Ok. Maybe I do just a little.
When I began entertaining the thought of quitting my job and moving to Alabama to cut down on those long distance phone calls, dreams of productivity danced in my head. I'll plan the wedding! Exercise for hours every day! Clean the house! Start my own freelancing business! Volunteer! Bake the neighbors cookies!
And then TLC started running "What Not To Wear" marathons. And Seth decided it would be a romantic thing to bring home the much coveted Beatles Rockband.
Don't get me started on the "Law & Order: SVU" marathons. Or the fact that I can finally watch Oprah again. Speaking of which...
Tuesday, September 15, 2009
Adventures at an Alabama pool party
Monday, September 14, 2009
Bittersweet home Alabama
One of the clearest memories I have from my first few weeks at Marquette University (most other memories were fogged by too many $5 bills donated to the Keg Brothers at 1435 Kilbourn) is coming home from my Intro to Communications discussion section, closing the door to my all too tiny dorm room, and bawling my eyes out.
Yes, I do realize this was quite the trend during my first semester at college.
A full two weeks into my career as a Southern Belle, today I recreated that scene from McCormick Hall. Twice.
I'm not going to pretend this is easy. It's not. As much as I love my Beatles, I'm not going to tell you that all you need is love to move across the country, away from your career, your best friends and your family. The promise of less snow isn't quite that great.
But seeing the same sight when I close my eyes at night as when I open them in the morning (Seth the Southern Charmer of course) sure makes it a little easier.
Monday, August 31, 2009
leaving, in the happy honda
Monday, August 24, 2009
Things I have discovered...
Tuesday, August 18, 2009
Dum dum da dum...
Monday, August 17, 2009
Friday, August 14, 2009
Amy's guide to churching it alone
For as long as I can remember, mass has been a group activity. From birth til I was 18, Mom & Pop Guckeen and I settled into a pew smack dab in the middle of St. Anne's church. Always on the right side. God forbid we'd switch it up and sit on the left. Our seating arrangements rarely varied. Me, Mom, then Dad. Unless of course I was playing that mass. It probably would've been a bit hard to play piano from that far back.At Marquette it was much of the same, my usual spots switching depending upon whether I was cantoring, playing, or singing with the choir. The only time I sat in a pew was when I was doing soundcheck.

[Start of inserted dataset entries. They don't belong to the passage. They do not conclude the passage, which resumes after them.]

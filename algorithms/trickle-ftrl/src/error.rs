use thiserror::Error;

/// Simplified `Result` using [`FtrlError`] as error type
pub type Result<T> = std::result::Result<T, FtrlError>;

#[derive(Error, Debug, Clone)]
pub enum FtrlError {
    /// The batch's column count disagrees with the width the model was
    /// sized for. Raised by every predict call and by incremental fits;
    /// a fresh fit instead adopts the batch's width.
    #[error("Dimension mismatch: expected {expected} features, found {found}")]
    DimensionMismatch { expected: usize, found: usize },
    #[error("alpha must be positive and finite, but is {0}")]
    InvalidAlpha(f32),
    #[error("beta must be non-negative and finite, but is {0}")]
    InvalidBeta(f32),
    #[error("l1 penalty must be non-negative and finite, but is {0}")]
    InvalidL1Penalty(f32),
    #[error("l2 penalty must be non-negative and finite, but is {0}")]
    InvalidL2Penalty(f32),
    #[error("number of iterations must be bigger than 0")]
    InvalidIterations,
    #[error("number of worker threads must be bigger than 0")]
    InvalidNumThreads,
    #[error("embedding dimension must be bigger than 0")]
    InvalidEmbeddingDim,
    #[error("initialization scale must be positive and finite, but is {0}")]
    InvalidInitScale(f32),
    #[error("hidden layers must hold one or two widths, each bigger than 0")]
    InvalidHiddenLayers,
    #[error("dropout rate must be in [0, 1), but is {0}")]
    InvalidDropoutRate(f32),
    #[error("number of targets {found} does not match number of samples {expected}")]
    MismatchedTargetCount { expected: usize, found: usize },
    #[error("number of sample weights {found} does not match number of samples {expected}")]
    MismatchedWeightCount { expected: usize, found: usize },
    #[error("batches must use row-major (CSR) storage")]
    UnsupportedStorage,
    #[error("worker pool could not be started: {0}")]
    ThreadPool(String),
    #[error(transparent)]
    Core(#[from] trickle::error::Error),
}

Pews are hard. I didn't like it very much.
So imagine my surprise when June rolled around and there I was. Alone and in Milwaukee. In a pew. (Well technically a chair, the cathedral doesn't have pews). Sunday after Sunday after Sunday. All by myself. My right hand shaking my left at the Sign of Peace.
Okay. Perhaps that's an exaggeration. But in my 9 months of going it alone, I believe I have established the official rulebook on how to church it alone.
5. Choose your seat wisely. There's nothing worse than feeling like the smelly kid at the Sign of Peace, unless of course, you are smelly. Then you deserve it. Don't sit somewhere where you'll need some sort of extendable arm just to shake hands. I've heard they're expensive and hard to come by.
4. Always put money in the collection. Even if it's just 50 cents. You likely spent at least 10 times that at the bar last night. You must thank the house of the man who turned water into wine. And we're talking classy wine with a cork. Not something that comes in a box. 3. When in doubt, just sing really really really loud.
2. Never sit on the outside end of an otherwise empty pew, obstructing all other potential traffic in and out of the pew. You are single. You have your own space in just about every other social situation. That doesn't entitle you to your own pew. You're bound to get at least one parent, no doubt envious of all the extra room your butt is enjoying compared to their cramped slab of wood with six kids under the age of 5, that will despise you purely based on all that excess space. And they will not intervene when their child decides to start throwing their ever so pointy G.I. Joes at you.1. It is never okay to check someone out when they're coming back from communion. They are in the process of digesting the Body of Christ. Going up for communion, that's another story.
Thursday, August 13, 2009
The times, they are a-changin'
My favorite imagination game as a child was house.
Well. Maybe it was Miss America. But for the purpose of this entry, we’ll pretend it was house.
My 15 children and I had it made. In my little head, I was, of course, married to some hunky Baywatch star (perhaps the root of my problems lies in my pre-adolescent passion for all things David Hasselhoff) and the biggest concern I had to deal with was making sure all the babies were fed and diapered at 1:15 p.m. sharp. Even then I liked things to go according to schedule, according to plan.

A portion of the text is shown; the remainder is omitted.